▸ Given records:
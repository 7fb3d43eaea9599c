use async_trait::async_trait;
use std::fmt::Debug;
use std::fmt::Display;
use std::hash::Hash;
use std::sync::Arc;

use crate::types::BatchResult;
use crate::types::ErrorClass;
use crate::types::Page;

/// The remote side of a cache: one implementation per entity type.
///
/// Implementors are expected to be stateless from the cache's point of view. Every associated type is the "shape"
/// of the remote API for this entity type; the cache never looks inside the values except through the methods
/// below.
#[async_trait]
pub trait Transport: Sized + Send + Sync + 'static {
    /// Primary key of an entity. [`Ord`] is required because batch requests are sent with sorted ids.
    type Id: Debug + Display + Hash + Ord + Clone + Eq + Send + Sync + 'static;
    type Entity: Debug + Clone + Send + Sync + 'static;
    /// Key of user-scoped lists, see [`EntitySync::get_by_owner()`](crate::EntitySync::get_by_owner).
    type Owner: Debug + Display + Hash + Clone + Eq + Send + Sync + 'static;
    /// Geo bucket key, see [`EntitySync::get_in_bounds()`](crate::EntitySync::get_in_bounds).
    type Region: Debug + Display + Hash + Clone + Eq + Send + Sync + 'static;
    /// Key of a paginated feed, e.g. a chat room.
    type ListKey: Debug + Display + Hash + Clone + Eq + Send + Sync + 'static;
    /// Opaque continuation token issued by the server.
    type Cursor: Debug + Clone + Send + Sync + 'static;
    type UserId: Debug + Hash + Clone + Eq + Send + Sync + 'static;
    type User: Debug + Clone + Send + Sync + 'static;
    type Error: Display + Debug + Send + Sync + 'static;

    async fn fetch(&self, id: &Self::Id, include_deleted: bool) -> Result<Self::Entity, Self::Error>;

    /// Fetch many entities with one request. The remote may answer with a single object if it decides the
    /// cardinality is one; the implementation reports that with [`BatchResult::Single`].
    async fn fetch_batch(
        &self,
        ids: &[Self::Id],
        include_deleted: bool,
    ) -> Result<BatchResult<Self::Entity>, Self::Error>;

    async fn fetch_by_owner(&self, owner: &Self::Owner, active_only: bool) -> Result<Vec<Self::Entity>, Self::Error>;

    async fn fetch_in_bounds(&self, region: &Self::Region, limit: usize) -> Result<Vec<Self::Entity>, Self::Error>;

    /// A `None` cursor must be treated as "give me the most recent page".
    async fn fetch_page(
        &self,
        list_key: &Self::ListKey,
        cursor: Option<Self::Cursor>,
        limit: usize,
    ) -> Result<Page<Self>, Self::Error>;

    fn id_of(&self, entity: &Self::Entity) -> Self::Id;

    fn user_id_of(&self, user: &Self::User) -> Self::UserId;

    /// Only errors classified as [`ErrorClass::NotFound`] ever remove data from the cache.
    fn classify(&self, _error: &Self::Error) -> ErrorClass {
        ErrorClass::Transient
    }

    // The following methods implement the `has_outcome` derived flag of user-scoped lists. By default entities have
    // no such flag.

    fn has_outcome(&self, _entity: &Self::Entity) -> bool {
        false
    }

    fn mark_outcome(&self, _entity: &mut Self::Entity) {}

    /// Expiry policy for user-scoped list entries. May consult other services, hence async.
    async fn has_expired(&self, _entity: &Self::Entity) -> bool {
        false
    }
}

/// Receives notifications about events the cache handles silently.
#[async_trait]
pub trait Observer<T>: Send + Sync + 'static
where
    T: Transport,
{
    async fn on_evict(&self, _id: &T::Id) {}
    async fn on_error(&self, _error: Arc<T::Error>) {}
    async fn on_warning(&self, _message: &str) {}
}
---
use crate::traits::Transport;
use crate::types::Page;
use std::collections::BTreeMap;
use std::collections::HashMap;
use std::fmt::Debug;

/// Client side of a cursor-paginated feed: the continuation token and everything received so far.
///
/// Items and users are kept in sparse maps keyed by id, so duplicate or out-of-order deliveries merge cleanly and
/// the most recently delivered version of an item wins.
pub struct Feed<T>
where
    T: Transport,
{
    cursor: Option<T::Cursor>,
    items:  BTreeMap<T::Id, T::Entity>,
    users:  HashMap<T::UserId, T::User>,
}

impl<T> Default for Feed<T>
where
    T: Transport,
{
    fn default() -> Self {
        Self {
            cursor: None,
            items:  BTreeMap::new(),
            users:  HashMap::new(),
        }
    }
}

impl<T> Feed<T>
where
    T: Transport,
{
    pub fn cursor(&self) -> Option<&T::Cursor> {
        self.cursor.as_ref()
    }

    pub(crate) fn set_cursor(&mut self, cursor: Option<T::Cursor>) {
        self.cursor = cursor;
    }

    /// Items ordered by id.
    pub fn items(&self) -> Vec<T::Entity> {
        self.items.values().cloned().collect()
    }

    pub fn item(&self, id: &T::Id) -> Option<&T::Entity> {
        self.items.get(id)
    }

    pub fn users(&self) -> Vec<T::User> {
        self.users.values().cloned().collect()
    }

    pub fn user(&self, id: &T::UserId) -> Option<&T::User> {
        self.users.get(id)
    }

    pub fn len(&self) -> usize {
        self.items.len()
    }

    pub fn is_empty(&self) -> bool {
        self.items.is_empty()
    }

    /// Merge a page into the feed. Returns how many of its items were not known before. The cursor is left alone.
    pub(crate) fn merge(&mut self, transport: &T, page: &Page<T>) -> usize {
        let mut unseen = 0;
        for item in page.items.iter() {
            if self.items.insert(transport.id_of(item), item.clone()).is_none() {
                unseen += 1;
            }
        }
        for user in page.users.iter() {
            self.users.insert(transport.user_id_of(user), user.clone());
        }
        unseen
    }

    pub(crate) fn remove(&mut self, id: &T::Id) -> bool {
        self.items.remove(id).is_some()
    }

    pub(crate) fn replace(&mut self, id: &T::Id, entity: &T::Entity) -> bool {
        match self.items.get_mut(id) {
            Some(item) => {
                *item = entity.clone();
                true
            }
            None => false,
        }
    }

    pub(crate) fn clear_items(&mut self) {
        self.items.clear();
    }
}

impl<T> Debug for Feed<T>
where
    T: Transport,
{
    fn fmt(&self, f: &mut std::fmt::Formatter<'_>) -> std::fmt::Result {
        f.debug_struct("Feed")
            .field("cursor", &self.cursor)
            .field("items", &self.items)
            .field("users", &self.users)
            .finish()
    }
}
==
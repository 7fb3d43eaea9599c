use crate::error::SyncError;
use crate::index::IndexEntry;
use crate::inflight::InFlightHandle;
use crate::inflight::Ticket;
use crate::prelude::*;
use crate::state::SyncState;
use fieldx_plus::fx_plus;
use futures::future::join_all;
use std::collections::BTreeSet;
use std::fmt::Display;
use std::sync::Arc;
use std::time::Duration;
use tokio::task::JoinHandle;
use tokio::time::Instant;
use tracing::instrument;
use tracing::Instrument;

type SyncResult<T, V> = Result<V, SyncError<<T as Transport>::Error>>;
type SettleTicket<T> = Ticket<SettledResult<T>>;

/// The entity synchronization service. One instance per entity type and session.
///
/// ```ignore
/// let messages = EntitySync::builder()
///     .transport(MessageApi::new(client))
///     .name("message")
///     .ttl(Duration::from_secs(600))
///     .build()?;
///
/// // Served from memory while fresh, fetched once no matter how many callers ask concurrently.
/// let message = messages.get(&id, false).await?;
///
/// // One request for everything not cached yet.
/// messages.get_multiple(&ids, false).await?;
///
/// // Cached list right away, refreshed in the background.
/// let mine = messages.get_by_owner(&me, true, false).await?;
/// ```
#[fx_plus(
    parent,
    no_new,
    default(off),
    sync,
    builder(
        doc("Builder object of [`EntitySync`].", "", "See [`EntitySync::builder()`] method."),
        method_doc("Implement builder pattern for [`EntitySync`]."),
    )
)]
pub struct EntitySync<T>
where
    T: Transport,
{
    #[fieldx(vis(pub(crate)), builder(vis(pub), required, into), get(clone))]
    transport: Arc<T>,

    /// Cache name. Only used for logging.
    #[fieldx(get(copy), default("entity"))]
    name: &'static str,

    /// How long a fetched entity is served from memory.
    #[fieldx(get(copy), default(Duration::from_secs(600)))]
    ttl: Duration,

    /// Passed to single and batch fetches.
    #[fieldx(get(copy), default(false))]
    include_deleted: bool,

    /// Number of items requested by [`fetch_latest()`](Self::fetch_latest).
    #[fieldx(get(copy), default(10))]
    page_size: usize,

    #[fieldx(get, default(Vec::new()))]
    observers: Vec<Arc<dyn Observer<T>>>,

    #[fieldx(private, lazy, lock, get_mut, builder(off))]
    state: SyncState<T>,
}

▸ Exercise:
From the records above, repeat exactly the lines from the one with "use std::hash::Hash;" through the one with "bucket key, see", both included.

▸ Exercise result:
use std::hash::Hash;
use std::sync::Arc;

use crate::types::BatchResult;
use crate::types::ErrorClass;
use crate::types::Page;

/// The remote side of a cache: one implementation per entity type.
///
/// Implementors are expected to be stateless from the cache's point of view. Every associated type is the "shape"
/// of the remote API for this entity type; the cache never looks inside the values except through the methods
/// below.
#[async_trait]
pub trait Transport: Sized + Send + Sync + 'static {
    /// Primary key of an entity. [`Ord`] is required because batch requests are sent with sorted ids.
    type Id: Debug + Display + Hash + Ord + Clone + Eq + Send + Sync + 'static;
    type Entity: Debug + Clone + Send + Sync + 'static;
    /// Key of user-scoped lists, see [`EntitySync::get_by_owner()`](crate::EntitySync::get_by_owner).
    type Owner: Debug + Display + Hash + Clone + Eq + Send + Sync + 'static;
    /// Geo bucket key, see [`EntitySync::get_in_bounds()`](crate::EntitySync::get_in_bounds).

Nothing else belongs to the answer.